EXERCISE PROMPT
Write out exactly the lines of the entries below from the one holding "trip/attendance export parser." to the one holding "let field = match", inclusive, and leave out all other lines.
DATA PROVIDED below:
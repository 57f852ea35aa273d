//! Tabular trip/attendance export parser.

use crate::core::dates;
use crate::core::rows::{self, DecodedRow, HeaderField, HeaderLayout};
use crate::models::trip_record::TripRecord;
use chrono::{DateTime, NaiveDate, Utc};
use std::collections::HashSet;
use std::fmt;
use tracing::{debug, info};

#[derive(Debug, Clone, Copy, PartialEq, Eq, Hash)]
pub enum RecordField {
    Id,
    Name,
    Group,
    Part,
    Destination,
    Start,
    End,
    Purpose,
}

impl HeaderField for RecordField {
    fn from_token(token: &str) -> Option<Self> {
        use RecordField as F;
        let field = match token {
            "id" | "knoxid" | "employeeid" | "empid" | "사번" | "아이디" => F::Id,
            "name" | "이름" | "성명" => F::Name,
            "group" | "team" | "그룹" | "팀" => F::Group,
            "part" | "파트" => F::Part,
            "destination" | "dest" | "country" | "city" | "출장지" | "목적지" | "국가"
            | "도시" | "방문지" => F::Destination,
            "start" | "startdate" | "from" | "departure" | "시작일" | "출발일" | "시작" => {
                F::Start
            }
            "end" | "enddate" | "to" | "return" | "종료일" | "복귀일" | "종료" => F::End,
            "purpose" | "reason" | "목적" | "출장목적" => F::Purpose,
            _ => return None,
        };
        Some(field)
    }
}

/// Legacy export layout, eight columns.
const FULL_LAYOUT: [RecordField; 8] = [
    RecordField::Id,
    RecordField::Name,
    RecordField::Group,
    RecordField::Part,
    RecordField::Destination,
    RecordField::Start,
    RecordField::End,
    RecordField::Purpose,
];

/// Best-effort order for short rows.
const SHORT_LAYOUT: [RecordField; 5] = [
    RecordField::Name,
    RecordField::Destination,
    RecordField::Start,
    RecordField::End,
    RecordField::Purpose,
];

fn positional_layout(columns: usize) -> HeaderLayout<RecordField> {
    match columns {
        n if n >= FULL_LAYOUT.len() => HeaderLayout::positional(&FULL_LAYOUT),
        7 => HeaderLayout::positional(&FULL_LAYOUT[1..]),
        n => HeaderLayout::positional(&SHORT_LAYOUT[..n.min(SHORT_LAYOUT.len())]),
    }
}

/// A row that could not be turned into a record.
#[derive(Debug, Clone, PartialEq, Eq)]
pub struct RowError {
    pub line: usize,
    pub message: String,
}

impl fmt::Display for RowError {
    fn fmt(&self, f: &mut fmt::Formatter<'_>) -> fmt::Result {
        write!(f, "line {}: {}", self.line, self.message)
    }
}

#[derive(Debug, Clone, Default)]
pub struct RecordImport {
    pub records: Vec<TripRecord>,
    pub errors: Vec<RowError>,
    /// Widest row seen, header included.
    pub max_columns: usize,
    pub headers: Option<Vec<String>>,
}

fn record_from_row(
    row: &DecodedRow,
    layout: &HeaderLayout<RecordField>,
    reference: NaiveDate,
    now: DateTime<Utc>,
) -> Result<TripRecord, RowError> {
    use RecordField as F;

    let name = layout.get(row, F::Name);
    if name.is_empty() {
        return Err(RowError {
            line: row.line,
            message: if layout.has(F::Name) {
                "name cell is empty".to_string()
            } else {
                format!("no name column in a {}-column row", row.cells.len())
            },
        });
    }

    let (start, end) = dates::normalize_range(
        layout.get(row, F::Start),
        layout.get(row, F::End),
        reference,
    );
    let id_cell = layout.get(row, F::Id);

    Ok(TripRecord {
        id: uuid::Uuid::new_v4().to_string(),
        key: (!id_cell.is_empty()).then(|| id_cell.to_string()),
        name: name.to_string(),
        group: layout.get(row, F::Group).to_string(),
        part: layout.get(row, F::Part).to_string(),
        destination: layout.get(row, F::Destination).to_string(),
        start,
        end,
        purpose: layout.get(row, F::Purpose).to_string(),
        raw: row.cells.clone(),
        line: row.line,
        created_at: now,
        updated_at: now,
    })
}

/// Parse a pasted export. Bad rows are reported, never fatal.
pub fn parse_records(text: &str, reference: NaiveDate, delimiter: char) -> RecordImport {
    parse_records_at(text, reference, delimiter, Utc::now())
}

pub fn parse_records_at(
    text: &str,
    reference: NaiveDate,
    delimiter: char,
    now: DateTime<Utc>,
) -> RecordImport {
    let decoded = rows::decode_rows(text, delimiter);
    let mut out = RecordImport {
        max_columns: decoded.iter().map(|r| r.cells.len()).max().unwrap_or(0),
        ..Default::default()
    };
    let Some(first) = decoded.first() else {
        return out;
    };

    let header = rows::detect_header::<RecordField>(first);
    let body = match &header {
        Some(layout) => {
            out.headers = Some(layout.labels.clone());
            &decoded[1..]
        }
        None => &decoded[..],
    };

    for row in body {
        let positional;
        let layout = match &header {
            Some(h) => h,
            None => {
                positional = positional_layout(row.cells.len());
                &positional
            }
        };

        match record_from_row(row, layout, reference, now) {
            Ok(record) => out.records.push(record),
            Err(e) => {
                debug!(line = e.line, error = %e.message, "record row rejected");
                out.errors.push(e);
            }
        }
    }

    info!(
        records = out.records.len(),
        errors = out.errors.len(),
        max_columns = out.max_columns,
        "trip records parsed"
    );
    out
}

/// Append incoming records not stored yet (same name, dates and destination).
pub fn merge_records(
    existing: &[TripRecord],
    incoming: Vec<TripRecord>,
) -> (Vec<TripRecord>, usize) {
    let mut seen: HashSet<(String, String, String, String)> = existing
        .iter()
        .map(|r| {
            (
                r.name.clone(),
                r.start.clone(),
                r.end.clone(),
                r.destination.clone(),
            )
        })
        .collect();
    let mut merged = existing.to_vec();
    let mut added = 0;

    for record in incoming {
        let key = (
            record.name.clone(),
            record.start.clone(),
            record.end.clone(),
            record.destination.clone(),
        );
        if seen.insert(key) {
            merged.push(record);
            added += 1;
        }
    }
    (merged, added)
}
End of DATA PROVIDED.
EXERCISE ANSWER
//! Tabular trip/attendance export parser.

use crate::core::dates;
use crate::core::rows::{self, DecodedRow, HeaderField, HeaderLayout};
use crate::models::trip_record::TripRecord;
use chrono::{DateTime, NaiveDate, Utc};
use std::collections::HashSet;
use std::fmt;
use tracing::{debug, info};

#[derive(Debug, Clone, Copy, PartialEq, Eq, Hash)]
pub enum RecordField {
    Id,
    Name,
    Group,
    Part,
    Destination,
    Start,
    End,
    Purpose,
}

impl HeaderField for RecordField {
    fn from_token(token: &str) -> Option<Self> {
        use RecordField as F;
        let field = match token {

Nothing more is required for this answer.